__Task to complete__: Work out the count of lines in the entries below that include "child", and write only that count.

__Data to process__:
++++++++++++++++++++

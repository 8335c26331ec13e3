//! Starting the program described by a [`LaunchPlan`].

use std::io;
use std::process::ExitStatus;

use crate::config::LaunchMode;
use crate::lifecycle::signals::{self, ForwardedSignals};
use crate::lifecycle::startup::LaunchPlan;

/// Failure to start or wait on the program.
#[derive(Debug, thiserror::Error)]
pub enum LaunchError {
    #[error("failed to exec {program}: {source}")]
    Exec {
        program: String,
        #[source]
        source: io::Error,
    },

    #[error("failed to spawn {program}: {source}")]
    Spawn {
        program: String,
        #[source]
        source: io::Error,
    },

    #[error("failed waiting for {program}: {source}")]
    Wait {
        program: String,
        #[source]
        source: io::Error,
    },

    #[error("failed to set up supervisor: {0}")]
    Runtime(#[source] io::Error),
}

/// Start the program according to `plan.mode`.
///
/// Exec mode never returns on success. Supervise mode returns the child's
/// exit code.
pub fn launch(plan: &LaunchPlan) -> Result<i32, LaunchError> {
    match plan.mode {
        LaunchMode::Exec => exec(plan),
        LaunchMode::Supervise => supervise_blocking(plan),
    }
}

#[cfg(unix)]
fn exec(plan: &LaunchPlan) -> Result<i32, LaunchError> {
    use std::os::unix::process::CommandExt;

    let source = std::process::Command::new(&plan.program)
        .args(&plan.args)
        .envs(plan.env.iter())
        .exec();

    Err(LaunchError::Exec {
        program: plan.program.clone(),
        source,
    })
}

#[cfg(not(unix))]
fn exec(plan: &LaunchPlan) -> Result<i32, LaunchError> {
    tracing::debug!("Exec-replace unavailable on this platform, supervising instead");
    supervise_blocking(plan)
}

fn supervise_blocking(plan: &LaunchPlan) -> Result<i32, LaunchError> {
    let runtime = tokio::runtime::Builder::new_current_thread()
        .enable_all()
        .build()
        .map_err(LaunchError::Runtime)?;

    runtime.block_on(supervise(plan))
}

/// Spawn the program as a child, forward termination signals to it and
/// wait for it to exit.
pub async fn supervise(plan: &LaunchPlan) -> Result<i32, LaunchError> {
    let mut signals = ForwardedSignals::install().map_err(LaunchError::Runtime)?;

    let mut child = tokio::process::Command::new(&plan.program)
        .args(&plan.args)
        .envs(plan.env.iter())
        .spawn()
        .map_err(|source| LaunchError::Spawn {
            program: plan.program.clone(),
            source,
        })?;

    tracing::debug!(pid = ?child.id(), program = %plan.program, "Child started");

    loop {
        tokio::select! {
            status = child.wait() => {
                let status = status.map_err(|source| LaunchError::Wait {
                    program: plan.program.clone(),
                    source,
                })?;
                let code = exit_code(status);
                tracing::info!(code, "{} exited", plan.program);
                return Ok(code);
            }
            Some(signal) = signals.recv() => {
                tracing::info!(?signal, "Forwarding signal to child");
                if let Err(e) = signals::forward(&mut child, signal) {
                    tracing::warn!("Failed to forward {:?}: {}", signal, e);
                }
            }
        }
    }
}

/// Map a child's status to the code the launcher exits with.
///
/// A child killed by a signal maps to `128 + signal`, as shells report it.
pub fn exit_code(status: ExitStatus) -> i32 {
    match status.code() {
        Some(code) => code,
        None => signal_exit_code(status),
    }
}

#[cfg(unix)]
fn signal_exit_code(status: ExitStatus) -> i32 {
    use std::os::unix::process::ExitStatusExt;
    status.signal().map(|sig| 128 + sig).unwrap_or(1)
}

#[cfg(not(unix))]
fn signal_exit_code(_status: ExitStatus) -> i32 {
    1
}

++++++++++++++++++++

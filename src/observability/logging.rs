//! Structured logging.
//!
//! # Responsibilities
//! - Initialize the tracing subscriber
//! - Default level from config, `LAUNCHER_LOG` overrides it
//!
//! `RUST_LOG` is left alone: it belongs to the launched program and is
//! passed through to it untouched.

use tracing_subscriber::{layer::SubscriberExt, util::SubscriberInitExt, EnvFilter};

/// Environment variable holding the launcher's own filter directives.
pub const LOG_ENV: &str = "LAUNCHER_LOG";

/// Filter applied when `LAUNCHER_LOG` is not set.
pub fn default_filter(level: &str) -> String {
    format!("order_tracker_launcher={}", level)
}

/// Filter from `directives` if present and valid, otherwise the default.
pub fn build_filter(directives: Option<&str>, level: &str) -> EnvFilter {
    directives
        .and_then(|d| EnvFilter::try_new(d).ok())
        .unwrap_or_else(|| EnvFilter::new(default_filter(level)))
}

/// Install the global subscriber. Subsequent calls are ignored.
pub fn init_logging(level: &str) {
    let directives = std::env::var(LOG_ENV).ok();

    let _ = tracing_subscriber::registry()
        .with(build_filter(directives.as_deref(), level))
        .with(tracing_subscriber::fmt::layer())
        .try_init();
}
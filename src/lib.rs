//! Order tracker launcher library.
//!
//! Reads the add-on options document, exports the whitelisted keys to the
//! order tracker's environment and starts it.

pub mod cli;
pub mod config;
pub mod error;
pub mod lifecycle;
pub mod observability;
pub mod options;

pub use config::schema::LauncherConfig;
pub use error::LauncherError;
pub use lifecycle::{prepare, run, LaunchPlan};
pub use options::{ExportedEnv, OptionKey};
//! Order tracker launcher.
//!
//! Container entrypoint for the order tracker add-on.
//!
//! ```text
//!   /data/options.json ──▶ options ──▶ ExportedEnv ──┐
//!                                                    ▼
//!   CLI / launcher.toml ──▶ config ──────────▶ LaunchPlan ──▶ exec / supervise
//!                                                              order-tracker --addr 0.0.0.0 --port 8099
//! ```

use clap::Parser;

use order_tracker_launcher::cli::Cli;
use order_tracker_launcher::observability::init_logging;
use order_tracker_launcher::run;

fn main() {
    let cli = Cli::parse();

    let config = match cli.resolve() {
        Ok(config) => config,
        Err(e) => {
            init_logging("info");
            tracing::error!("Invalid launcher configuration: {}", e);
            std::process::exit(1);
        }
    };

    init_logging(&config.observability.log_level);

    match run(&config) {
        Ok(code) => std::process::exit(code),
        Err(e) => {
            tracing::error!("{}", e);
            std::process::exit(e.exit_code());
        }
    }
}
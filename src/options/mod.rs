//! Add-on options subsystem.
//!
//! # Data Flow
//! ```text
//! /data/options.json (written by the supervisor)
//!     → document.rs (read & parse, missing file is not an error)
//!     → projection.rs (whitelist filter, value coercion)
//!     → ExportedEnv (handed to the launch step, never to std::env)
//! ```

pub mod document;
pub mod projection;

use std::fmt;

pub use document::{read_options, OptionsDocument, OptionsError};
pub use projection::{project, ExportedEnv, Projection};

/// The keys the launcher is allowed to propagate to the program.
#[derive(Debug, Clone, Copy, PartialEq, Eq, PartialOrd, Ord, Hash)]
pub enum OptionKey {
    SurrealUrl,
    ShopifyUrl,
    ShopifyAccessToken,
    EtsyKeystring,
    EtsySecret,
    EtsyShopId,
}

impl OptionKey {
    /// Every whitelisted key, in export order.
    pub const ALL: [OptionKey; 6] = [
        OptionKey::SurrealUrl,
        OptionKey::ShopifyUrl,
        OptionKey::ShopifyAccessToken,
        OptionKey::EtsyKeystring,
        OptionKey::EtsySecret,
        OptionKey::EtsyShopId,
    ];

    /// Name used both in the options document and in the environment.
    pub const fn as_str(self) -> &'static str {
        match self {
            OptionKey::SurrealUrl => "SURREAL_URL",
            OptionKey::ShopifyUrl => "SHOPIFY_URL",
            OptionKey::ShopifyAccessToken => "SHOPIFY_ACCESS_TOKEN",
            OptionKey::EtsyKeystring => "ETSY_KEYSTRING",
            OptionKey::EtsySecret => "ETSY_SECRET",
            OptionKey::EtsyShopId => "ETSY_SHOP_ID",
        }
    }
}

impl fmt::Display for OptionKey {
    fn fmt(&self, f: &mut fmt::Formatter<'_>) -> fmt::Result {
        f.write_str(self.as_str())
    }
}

++++++++++++++++++++

__Problem solution__: 9